All the Vermeers in New York (1990)

Review of All the Vermeers in New York (1990), directed by Jon Jost

Lately, I’ve been on such a kick for nineties movies. Ever since getting my MUBI account it’s been a spiral down into older movies. In college, when I was actually taking film classes, I hated watching anything before 2010.

I purposely excluded myself from the narrative of discussing quote-on-quote older cinema just because I hated how low-quality the camera were back then, or because of how the settings didn’t look as contemporary as what I was used to.

I kind of regret having this mentality, but I forgive myself. I wasn’t raised with culture in my household; my parents didn’t know anything about art or music.
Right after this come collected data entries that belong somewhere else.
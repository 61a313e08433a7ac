//! Pure fixed-point helpers for the vault accounting
//! All functions are deterministic and operate on unbounded integers,
//! so `x * y` never overflows before the division

use num_bigint::BigUint;
use num_traits::Zero;
use serde::{Deserialize, Serialize};

/// Rounding direction of a division. Never implicit.
#[derive(Debug, Clone, Copy, PartialEq, Eq, Hash, Serialize, Deserialize)]
pub enum Rounding {
  Up,
  Down,
}

/// Compute `x * y / denominator` rounded in the requested direction
/// Returns None when the denominator is zero
pub fn mul_div(x: &BigUint, y: &BigUint, denominator: &BigUint, rounding: Rounding) -> Option<BigUint> {
  if denominator.is_zero() {
    return None;
  }

  let product = x * y;
  let quotient = &product / denominator;

  match rounding {
    Rounding::Down => Some(quotient),
    Rounding::Up => {
      if (&product % denominator).is_zero() {
        Some(quotient)
      } else {
        Some(quotient + 1u32)
      }
    }
  }
}

/// Multiply and divide, rounding DOWN
/// Returns None when the denominator is zero
pub fn mul_div_down(x: &BigUint, y: &BigUint, denominator: &BigUint) -> Option<BigUint> {
  mul_div(x, y, denominator, Rounding::Down)
}

/// Multiply and divide, rounding UP
/// Returns None when the denominator is zero
pub fn mul_div_up(x: &BigUint, y: &BigUint, denominator: &BigUint) -> Option<BigUint> {
  mul_div(x, y, denominator, Rounding::Up)
}

/// `max(0, a - b)`
pub fn zero_floor_sub(a: &BigUint, b: &BigUint) -> BigUint {
  if a > b {
    a - b
  } else {
    BigUint::zero()
  }
}

/// Smallest of any number of values, None for an empty list
pub fn min<T: Ord, I: IntoIterator<Item = T>>(values: I) -> Option<T> {
  values.into_iter().min()
}

/// Largest of any number of values, None for an empty list
pub fn max<T: Ord, I: IntoIterator<Item = T>>(values: I) -> Option<T> {
  values.into_iter().max()
}

/// `10^exponent`
pub fn pow10(exponent: u32) -> BigUint {
  BigUint::from(10u32).pow(exponent)
}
The only time we saw movies growing up was when my mother took us to the $3 movie theatre to see a movie that had come out six months ago.
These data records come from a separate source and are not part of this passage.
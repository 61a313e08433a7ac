use thiserror::Error;

#[derive(Debug, Error, Clone, PartialEq, Eq)]
pub enum VaultError {
  #[error("invalid input: {0}")]
  InvalidInput(String),

  #[error("division by zero in fixed-point arithmetic")]
  DivisionByZero,

  #[error("settlement {0} not found")]
  SettlementNotFound(u64),
}

pub type Result<T> = std::result::Result<T, VaultError>;

/// Return early with the given error when the condition does not hold
macro_rules! require {
  ($cond:expr, $err:expr) => {
    if !($cond) {
      return Err($err);
    }
  };
}

pub(crate) use require;
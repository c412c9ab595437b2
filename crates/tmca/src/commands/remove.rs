//! Remove command

use anyhow::{Context, Result};
use tmca_lifecycle::ExtensionLifecycle;

use crate::output;

pub fn run(lifecycle: &ExtensionLifecycle) -> Result<()> {
    if let Some(title) = super::banner(lifecycle, "Removing") {
        output::header(&title);
    }

    let outcome = lifecycle.remove().context("Removal failed")?;
    super::conclude(outcome)
}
I don’t know what compelled me to watch All the Vermeers in New York. I typically don’t watch movies that have men as an older protagonist, especially when the premise seems like he’s badgering on a much younger woman that’s also probably beautiful.

It makes me think of my years at FIT when so many girls had sugar daddies on my dorm floor. Something about selling yourself to a man for money and respect makes me irked, because in a perfect world women could exist and survive. But still I watched this movie, and boy did I have thoughts. Let’s begin the review.

In New York City, a lonely finance broker meets a beautiful model in an art gallery.

As mentioned before, the main protagonist in this film is Mark, and he’s not as old as I expected him to be. That’s a plus mark right there. Not creepy yet! Anyways, he likes art and one day decides to go to an art gallery to see what’s on display. It’s there he catches glimpse of Anna, a French actress with two roommates with a lot of personality, and he falls in love immediately with her.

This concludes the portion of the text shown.